Medical Myths We Still Believe—Even Though Science Has Moved On

By Brasen Tham and Jasper Lim (Y12)

What Science Really Says About Knuckles, Stretching, and Your Brain

Medical myths are surprisingly resilient. They get passed down from parents, repeated by coaches, and reinforced by how intuitively true they feel. Once something sounds right, it’s hard to let go – even when decades of research quietly say otherwise.

Here are three classic health myths that refuse to die, and what science actually tells us.

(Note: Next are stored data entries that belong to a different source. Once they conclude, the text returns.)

//! macOS DMG disk image target.
//!
//! Turns an already-built `.app` bundle into a drag-to-install disk image with
//! `dmgbuild`, optionally code-signs it, and reports the finished artifact to
//! the owning pipeline.
//!
//! # Architecture
//!
//! - `options` - Merges user configuration with computed defaults
//! - `naming` - Volume and artifact file names
//! - `settings_script` - Renders the `dmgbuild` settings script
//! - `creation` - Runs `dmgbuild`
//!
//! Signing lives in [`super::sign`].

pub mod creation;
pub mod naming;
pub mod options;
pub mod settings_script;
mod template;

use super::sign::sign_dmg;
use crate::bundler::{
    Arch, Result, Settings,
    builder::{
        ArtifactBuildStarted, ArtifactCreated, ArtifactEventSink, DMG_TARGET_NAME, ProcessRunner,
        compute_update_info,
    },
    error::ErrorExt,
    utils::fs,
};
use std::path::{Path, PathBuf};

pub use creation::{create_dmg, dmgbuild_command};
pub use naming::{
    DEFAULT_ARTIFACT_PATTERN, DMG_EXTENSION, compute_volume_name, expand_artifact_name,
    safe_artifact_name,
};
pub use options::{ResolvedDmgOptions, resolve_options, select_format};
pub use settings_script::render_settings_script;

/// The DMG target.
///
/// Options are resolved once, when the target is created; every build uses
/// the same resolved options.
pub struct DmgTarget<'a, R: ProcessRunner> {
    settings: &'a Settings,
    options: ResolvedDmgOptions,
    runner: R,
    events: &'a dyn ArtifactEventSink,
    output_dir: PathBuf,
}

impl<'a, R: ProcessRunner> DmgTarget<'a, R> {
    /// Creates the target and resolves its options.
    ///
    /// A relative `output_dir` is resolved against the project directory.
    ///
    /// # Errors
    ///
    /// Any configuration error from [`resolve_options`]. Nothing is spawned.
    pub fn new(
        settings: &'a Settings,
        runner: R,
        events: &'a dyn ArtifactEventSink,
        output_dir: impl Into<PathBuf>,
    ) -> Result<Self> {
        let options = resolve_options(settings.dmg_settings(), settings)?;
        let output_dir = settings.resolve_path(&output_dir.into())?;
        Ok(Self {
            settings,
            options,
            runner,
            events,
            output_dir,
        })
    }

    /// Resolved options used by every build.
    pub fn options(&self) -> &ResolvedDmgOptions {
        &self.options
    }

    /// Directory artifacts are written to.
    pub fn output_dir(&self) -> &Path {
        &self.output_dir
    }

    /// Target name reported in events.
    pub fn name(&self) -> &'static str {
        DMG_TARGET_NAME
    }

    /// Path the artifact for `arch` will be written to.
    pub fn artifact_path(&self, arch: Arch) -> PathBuf {
        let pattern = self
            .options
            .artifact_name
            .as_deref()
            .unwrap_or(DEFAULT_ARTIFACT_PATTERN);
        let file_name = fs::sanitize_file_name(&expand_artifact_name(
            pattern,
            self.settings,
            arch,
            DMG_EXTENSION,
        ));
        self.output_dir.join(file_name)
    }

    /// Builds the disk image for `app_path` and `arch`.
    ///
    /// # Process
    /// 1. Prepare the output directory and remove a stale artifact
    /// 2. Report the build start
    /// 3. Render the `dmgbuild` settings script into a temporary directory
    /// 4. Run `dmgbuild`
    /// 5. Sign the image if `dmg.sign` is set
    /// 6. Compute update info unless disabled
    /// 7. Report the finished artifact
    ///
    /// The completion event is only sent when every step succeeded.
    pub async fn build(&self, app_path: &Path, arch: Arch) -> Result<ArtifactCreated> {
        let settings = self.settings;
        let app_path = settings.resolve_path(app_path)?;
        let app_path = app_path.as_path();
        let artifact_path = self.artifact_path(arch);

        fs::create_dir_all(&self.output_dir, false).await?;
        fs::remove_file_if_exists(&artifact_path).await?;

        self.events.artifact_build_started(
            settings,
            &ArtifactBuildStarted {
                target_name: DMG_TARGET_NAME.to_string(),
                file_path: artifact_path.clone(),
                arch,
            },
        );

        let volume_name = fs::sanitize_file_name(&compute_volume_name(
            settings,
            arch,
            self.options.title.as_deref(),
        ));

        let script_dir = tempfile::tempdir().fs_context(
            "creating temporary directory for dmgbuild settings",
            std::env::temp_dir(),
        )?;
        let script = render_settings_script(&self.options, &volume_name, app_path, script_dir.path())
            .await?;

        create_dmg(
            &self.runner,
            settings,
            &script,
            app_path,
            &volume_name,
            &artifact_path,
        )
        .await?;

        let signed = if self.options.sign {
            sign_dmg(&self.runner, settings, &artifact_path).await?
        } else {
            false
        };

        let update_info = if self.options.write_update_info {
            Some(compute_update_info(&artifact_path).await?)
        } else {
            None
        };

        let created = ArtifactCreated {
            file_path: artifact_path,
            safe_name: safe_artifact_name(settings, arch, DMG_EXTENSION),
            target: DMG_TARGET_NAME.to_string(),
            arch,
            signed,
            is_write_update_info: self.options.write_update_info,
            update_info,
        };

        self.events.artifact_build_completed(settings, &created);
        Ok(created)
    }
}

Myth #1: Cracking Your Knuckles Causes Arthritis

The common belief is that if you crack your knuckles too often, you’ll pay for it later with stiff, painful joints.
So where did this myth come from?
Knuckle cracking is loud, sudden, and honestly a bit unsettling to watch. For generations, parents and teachers warned kids to stop before they “ruined their hands.” Arthritis also tends to appear later in life, which makes it easy to blame earlier habits for its cause.

What is really happening in your joints that creates a cracking sound isn’t bones grinding together. Instead, it’s caused by gas bubbles rapidly forming and collapsing in the synovial fluid, which lubricates your joints in a process called tribonucleation.

Multiple studies, including long-term observations, have found no link between knuckle cracking and arthritis. Nevertheless, it may temporarily reduce grip strength and hand swelling in heavy habitual crackers, but this isn’t permanent or dangerous. While there are theories that might support the idea that cracking your knuckles does cause arthritis, it has not been firmly backed up with evidence. Arthritis risk is driven by age, genetics, joint injury, and inflammation, not popping sounds.


Bottom line: Annoying? Maybe. Dangerous? No.

Myth #2: You must stretch before exercise to prevent injury

According to some sources, there has been an international consensus that stretching does not reduce the risk of injury. Truth is, there’s been much change in the world of stretching, and the myths that have been passed down with time through the gym don’t hold up as well.

A factor that is in play is the type of stretching that you’ll be doing. In fact, there are two types of stretching – static and dynamic. Static means stretching and holding a joint for a longer period of time, and dynamic is moving while you’re stretching. Dynamic stretching can be repeating the actions that you’ll carry out in your exercise. Each has its pros and cons; while static is good for an increase in the range of motion and feeling at ease, you don’t warm up the muscles. You might even cause some injury if you hold a pose for too long. Dynamic stretching can increase power, blood flow, and coordination, but it might not entirely warm you up for high-intensity activities.

Just because you stretch doesn’t mean that the risk for injury goes away entirely. Proper equipment and general fatigue, as examples, also play their role. Seek having some stretching for the benefits, and not for the struggles; if there’s an activity that helps with areas that are helpful for your activity, then good! But if it makes you feel worse after, consider finding a different type of stretch or not needing to stretch at all.

Myth #3: People are either left-brained or right-brained

Modern brain imaging tells a different story. A large study analyzing resting-state MRI data found no evidence that individuals preferentially use one hemisphere more than the other overall (Nielsen et al., 2013). Nearly all complex cognitive tasks, such as creativity, reasoning, emotional processing, and problem-solving, require networks that span both hemispheres, communicating continuously through the corpus callosum. The brain is less like a divided office with separate departments and more like a highly integrated team project.

The appeal of the left-brain/right-brain myth lies in its simplicity. It offers identity. It explains strengths and weaknesses in a single tidy sentence. But neuroscience rarely cooperates with tidy narratives. Human cognition emerges from distributed networks, not hemispheric personalities.

What these myths share is not malicious intent, but intuitive plausibility. Knuckles pop, so they must be wearing out. Muscles feel tight, so they need stretching before use. One hemisphere controls certain tasks, so perhaps it controls us. Each myth contains a small kernel of truth that grows into an oversimplified conclusion.